Finally, the last chapter lays the premise of a new story and sees the return of Serena Sebastian's incomparable relative, Uncle Jirokichi, who has become a foil to that famous gentleman burglar, Kaito KID – who has matched wits with the old man in volumes 44 and 61. A fake Kaito KID has promised to loot his "impenetrable safe," known as the Iron Tanuki, which had been built by "the renowned 19th-century craftsman Kichiemon Samizu just before his death." This attracts the attention of the real Kaito KID and announces that he's coming for "the treasure in the tanuki's belly." And this story will come to a head in the next volume.

On a whole, this was another pretty solid volume with good stories and interesting character-development for the police-detective characters. The next volume is already on my pile, but will probably save that one for next month.


The Secret of Shark Reef (1979) by William Arden

The Secret of Shark Reef (1979) is the thirtieth outing of that "intrepid trio" from Rocky Beach, California, which was written by the lauded crime novelist and pen-for-hire, Dennis Lynds – who wrote under the name of "William Arden" for this series. The book is an important one as it marked the final appearance of the famous mentor of the boys, Alfred Hitchcock, consequently ending the second chapter of the series. A chapter that began when the series-creator, Robert Arthur, passed away and passed on the torch.
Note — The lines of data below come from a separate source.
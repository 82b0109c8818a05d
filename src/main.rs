use std::env;
use std::process;

use eprtools::cli;

#[cfg(feature = "cli")]
fn init_tracing() {
    use tracing_subscriber::EnvFilter;

    let filter = EnvFilter::try_from_default_env().unwrap_or_else(|_| EnvFilter::new("warn"));
    tracing_subscriber::fmt()
        .with_env_filter(filter)
        .with_writer(std::io::stderr)
        .init();
}

#[cfg(not(feature = "cli"))]
fn init_tracing() {}

fn main() {
    init_tracing();
    let args: Vec<String> = env::args().collect();

    let _ = cli::Config::run(&args).unwrap_or_else(|err| {
        println!();
        cli::print_error(&err.to_string()); //print at the top, but might be lost or hard to read
        println!();
        cli::print_help();
        println!();
        cli::print_error(&err.to_string()); // print error again, for human factors
        process::exit(1);
    });
}
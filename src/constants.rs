/// Planck constant in J·s (exact, SI 2019).
pub const PLANCK: f64 = 6.626_070_15e-34;

/// Bohr magneton in J/T.
pub const BOHR_MAGNETON: f64 = 9.274_009_994e-24;

/// Gauss per Tesla.
pub const GAUSS_PER_TESLA: f64 = 1.0e4;

/// milliTesla per Tesla.
pub const MILLITESLA_PER_TESLA: f64 = 1.0e3;

/// Hz per GHz, frequencies are entered in GHz on the command line.
pub const HZ_PER_GHZ: f64 = 1.0e9;

/// Nominal X-band microwave frequency used when none is supplied (GHz).
/// Only the command line and session layer fall back to this.
pub const DEFAULT_FREQUENCY_GHZ: f64 = 9.483_14;
//! README example: 5. Run a whole session from a TOML file

use std::fs;
use std::path::PathBuf;

use eprtools::{run_session, Session};

fn setup_test_dir(name: &str) -> PathBuf {
    let mut path = std::env::temp_dir();
    path.push("eprtools_tests");
    path.push(name);
    path.push(format!(
        "{}",
        std::time::SystemTime::now()
            .duration_since(std::time::UNIX_EPOCH)
            .unwrap()
            .as_nanos()
    ));
    fs::create_dir_all(&path).unwrap();
    path
}

fn copy_fixtures(dir: &PathBuf) -> PathBuf {
    for name in ["radical.txt", "copper.txt", "session.toml"] {
        fs::copy(format!("files/{}", name), dir.join(name)).unwrap();
    }
    dir.join("session.toml")
}

#[test]
fn session_writes_csv_and_plot() {
    let dir = setup_test_dir("session_writes_csv_and_plot");
    let session_path = copy_fixtures(&dir);

    let session = Session::load(&session_path).unwrap();
    assert_eq!(session.frequency_hz(), 9.48314e9);

    let written = run_session(&session, &session_path).unwrap();

    assert!(written.contains(&dir.join("CSV_radical.csv")));
    assert!(written.contains(&dir.join("CSV_copper.csv")));
    assert!(dir.join("CSV_radical.csv").exists());
    if cfg!(feature = "plot") {
        assert!(written.contains(&dir.join("session.html")));
        assert!(dir.join("session.html").exists());
    }
}

#[test]
fn session_output_dir_is_created() {
    let dir = setup_test_dir("session_output_dir_is_created");
    copy_fixtures(&dir);
    let session_path = dir.join("csv_only.toml");
    fs::write(
        &session_path,
        "output_dir = \"converted\"\nfiles = [\"radical.txt\"]\n",
    )
    .unwrap();

    let session = Session::load(&session_path).unwrap();
    let written = run_session(&session, &session_path).unwrap();

    assert_eq!(written, vec![dir.join("converted").join("CSV_radical.csv")]);
}
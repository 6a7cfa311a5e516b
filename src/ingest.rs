//! Turns the files a search run wrote into [`Summary`] records.
//!
//! The worker writes one markdown file per paper into the session's output
//! directory, plus metadata files whose names start with `_`
//! (`_session_info.json`, `_comparative_analysis.md`, ...). Only the paper
//! files become summaries.
//!
//! Directory handling lives in [`ingest`]; the markdown scraping lives in
//! [`parse_artifact`] and only ever sees raw text.

use std::fs;
use std::io;
use std::path::{Path, PathBuf};

use thiserror::Error;
use uuid::Uuid;

use crate::models::Summary;

/// File names starting with this are session metadata, not papers.
pub const RESERVED_PREFIX: &str = "_";

/// Name of the analysis file the worker writes on `analyze`.
pub const ANALYSIS_FILE: &str = "_comparative_analysis.md";

const AUTHORS_MARKER: &str = "**Authors:**";
const UNKNOWN: &str = "Unknown";

#[derive(Debug, Error)]
pub enum IngestError {
    #[error("cannot list output directory {}: {source}", path.display())]
    ListDirectory { path: PathBuf, source: io::Error },

    #[error("cannot read artifact {}: {source}", path.display())]
    ReadArtifact { path: PathBuf, source: io::Error },

    #[error("artifact {} is not UTF-8 text", path.display())]
    NotText { path: PathBuf },
}

/// Metadata scraped from one result artifact.
#[derive(Debug, Clone, PartialEq, Eq)]
pub struct ArtifactMeta {
    pub title: String,
    pub authors: String,
}

/// Extract title and authors from a paper's markdown.
///
/// The title is the first line with one leading `#` heading marker removed.
/// The authors are whatever follows `**Authors:**` on the first line that
/// starts with it.
pub fn parse_artifact(text: &str) -> ArtifactMeta {
    let title = text
        .lines()
        .next()
        .map(|first| {
            let first = first.trim();
            first.strip_prefix('#').unwrap_or(first).trim().to_string()
        })
        .filter(|t| !t.is_empty())
        .unwrap_or_else(|| UNKNOWN.to_string());

    let authors = text
        .lines()
        .find_map(|line| line.strip_prefix(AUTHORS_MARKER))
        .map(|rest| rest.trim().to_string())
        .unwrap_or_else(|| UNKNOWN.to_string());

    ArtifactMeta { title, authors }
}

/// Read every paper artifact in `output_dir` into a summary for `session_id`.
///
/// One unreadable or non-text artifact fails the whole call; nothing is
/// returned for the other files in that case. Order follows directory
/// enumeration and is not stable across platforms.
pub fn ingest(output_dir: &Path, session_id: &str) -> Result<Vec<Summary>, IngestError> {
    let entries = fs::read_dir(output_dir).map_err(|source| IngestError::ListDirectory {
        path: output_dir.to_path_buf(),
        source,
    })?;

    let mut summaries = Vec::new();

    for entry in entries {
        let entry = entry.map_err(|source| IngestError::ListDirectory {
            path: output_dir.to_path_buf(),
            source,
        })?;

        if entry.file_name().to_string_lossy().starts_with(RESERVED_PREFIX) {
            continue;
        }

        let path = entry.path();
        let file_type = entry
            .file_type()
            .map_err(|source| IngestError::ReadArtifact {
                path: path.clone(),
                source,
            })?;
        if file_type.is_dir() {
            tracing::debug!("Skipping directory {}", path.display());
            continue;
        }

        let content = read_text(&path)?;
        let meta = parse_artifact(&content);

        summaries.push(Summary {
            id: Uuid::new_v4().to_string(),
            query_id: session_id.to_string(),
            title: meta.title,
            authors: meta.authors,
            file_path: path.to_string_lossy().into_owned(),
            content,
        });
    }

    tracing::debug!(
        "Ingested {} artifact(s) from {}",
        summaries.len(),
        output_dir.display()
    );
    Ok(summaries)
}

fn read_text(path: &Path) -> Result<String, IngestError> {
    let bytes = fs::read(path).map_err(|source| IngestError::ReadArtifact {
        path: path.to_path_buf(),
        source,
    })?;
    String::from_utf8(bytes).map_err(|_| IngestError::NotText {
        path: path.to_path_buf(),
    })
}

#[cfg(test)]
mod tests {
    use super::*;

    #[test]
    fn parses_title_and_authors() {
        let meta = parse_artifact("# Paper One\n\n**Authors:** Jane Doe\n\nBody text.");
        assert_eq!(meta.title, "Paper One");
        assert_eq!(meta.authors, "Jane Doe");
    }

    #[test]
    fn missing_authors_line_is_unknown() {
        let meta = parse_artifact("# Lonely Paper\n\nNo author line here.");
        assert_eq!(meta.authors, "Unknown");
    }

    #[test]
    fn authors_marker_must_start_the_line() {
        let meta = parse_artifact("# T\nSee **Authors:** below\n**Authors:**   A. Smith, B. Jones  \n");
        assert_eq!(meta.authors, "A. Smith, B. Jones");
    }

    #[test]
    fn only_one_heading_marker_is_stripped() {
        assert_eq!(parse_artifact("## Section").title, "# Section");
        assert_eq!(parse_artifact("#Tight").title, "Tight");
        assert_eq!(parse_artifact("Plain title\n").title, "Plain title");
    }

    #[test]
    fn windows_line_endings_are_tolerated() {
        let meta = parse_artifact("# Paper\r\n**Authors:** Jane Doe\r\n");
        assert_eq!(meta.title, "Paper");
        assert_eq!(meta.authors, "Jane Doe");
    }

    #[test]
    fn empty_text_has_unknown_fields() {
        let meta = parse_artifact("");
        assert_eq!(meta.title, "Unknown");
        assert_eq!(meta.authors, "Unknown");
    }

    #[test]
    fn ingest_reads_one_paper() {
        let dir = tempfile::tempdir().unwrap();
        fs::write(dir.path().join("a.md"), "# Paper One\n**Authors:** Jane Doe\n").unwrap();

        let summaries = ingest(dir.path(), "session-1").unwrap();

        assert_eq!(summaries.len(), 1);
        assert_eq!(summaries[0].title, "Paper One");
        assert_eq!(summaries[0].authors, "Jane Doe");
        assert_eq!(summaries[0].query_id, "session-1");
        assert!(summaries[0].file_path.ends_with("a.md"));
        assert!(summaries[0].content.contains("**Authors:**"));
    }

    #[test]
    fn ingest_skips_reserved_files_and_directories() {
        let dir = tempfile::tempdir().unwrap();
        fs::write(dir.path().join("_session_info.json"), "{}").unwrap();
        fs::write(dir.path().join(ANALYSIS_FILE), "# Analysis").unwrap();
        fs::write(dir.path().join("paper1.md"), "# P1").unwrap();
        fs::create_dir(dir.path().join("pdfs")).unwrap();

        let summaries = ingest(dir.path(), "s").unwrap();

        assert_eq!(summaries.len(), 1);
        assert_eq!(summaries[0].title, "P1");
    }

    #[test]
    fn ingest_assigns_distinct_ids() {
        let dir = tempfile::tempdir().unwrap();
        fs::write(dir.path().join("a.md"), "# A").unwrap();
        fs::write(dir.path().join("b.md"), "# B").unwrap();

        let summaries = ingest(dir.path(), "s").unwrap();

        assert_eq!(summaries.len(), 2);
        assert_ne!(summaries[0].id, summaries[1].id);
    }

    #[test]
    fn ingest_fails_on_binary_artifact() {
        let dir = tempfile::tempdir().unwrap();
        fs::write(dir.path().join("a.md"), "# A").unwrap();
        fs::write(dir.path().join("b.pdf"), [0xff, 0xfe, 0x00, 0x81]).unwrap();

        let err = ingest(dir.path(), "s").unwrap_err();
        assert!(matches!(err, IngestError::NotText { .. }));
    }

    #[test]
    fn ingest_fails_on_missing_directory() {
        let dir = tempfile::tempdir().unwrap();
        let err = ingest(&dir.path().join("nope"), "s").unwrap_err();
        assert!(matches!(err, IngestError::ListDirectory { .. }));
    }
}
use serde::{Deserialize, Serialize};

/// Request body for starting a comparative analysis.
#[derive(Debug, Clone, Serialize, Deserialize)]
pub struct AnalyzeRequest {
    pub session_id: String,
}

/// Acknowledgement that an analysis was started.
#[derive(Debug, Clone, Serialize, Deserialize)]
pub struct AnalyzeResponse {
    pub message: String,
    pub session_id: String,
}

/// State of a session's comparative analysis file.
///
/// Serialized as `{"status": "pending"}` or
/// `{"status": "completed", "content": "..."}`.
#[derive(Debug, Clone, Serialize, Deserialize, PartialEq, Eq)]
#[serde(tag = "status", rename_all = "snake_case")]
pub enum AnalysisResponse {
    Pending,
    Completed { content: String },
}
Fittingly, the final case of this last great period of The Three Investigators, as the last thirteen books are generally held in lower regard, turned out to be a memorable one – which brings Jupe, Pete and Bob to an oil-platform in the ocean off Santa Barbara. Despite what the book covers suggests, the menacing-looking sharks are the least of their problems!

The father of one of the investigators, Bob Andrews, is a newspaper reporter and is asked by his paper to write a story on the troubles faced by the first oil-rig in the blue waters of the Santa Barbara Channel. A group of environmentalists are trying to prevent them from drilling, because the Channel Islands are practically untouched and are teeming with birds, plants and marine life.

So Mr. Andrews asked his son if he, alongside with his two friends, would like to accompany him on his trip, but he also a surprise for them when they arrive at the oil-rig.

The chairman of the protest committee is a well-known mystery novelist, John Crowe, who honors "the junior detective team" by requesting one of their famous calling cards for his collection of mystery mementos. And even more importantly, Crowe has a problem for them to solve that concerns the lead boat of the committee. A fast, powerful craft that consumes a great deal of fuel, but the captain of the Sea Wind always makes a careful calculation to ensure there's enough fuel in the craft to remain at sea the full twelve hours they try to keep up the protest – except that they inexplicably ran out of fuel three times in the past week. There were no leaks in the fuel tanks or lines and the engine checked out. So what happened to the lost fuel?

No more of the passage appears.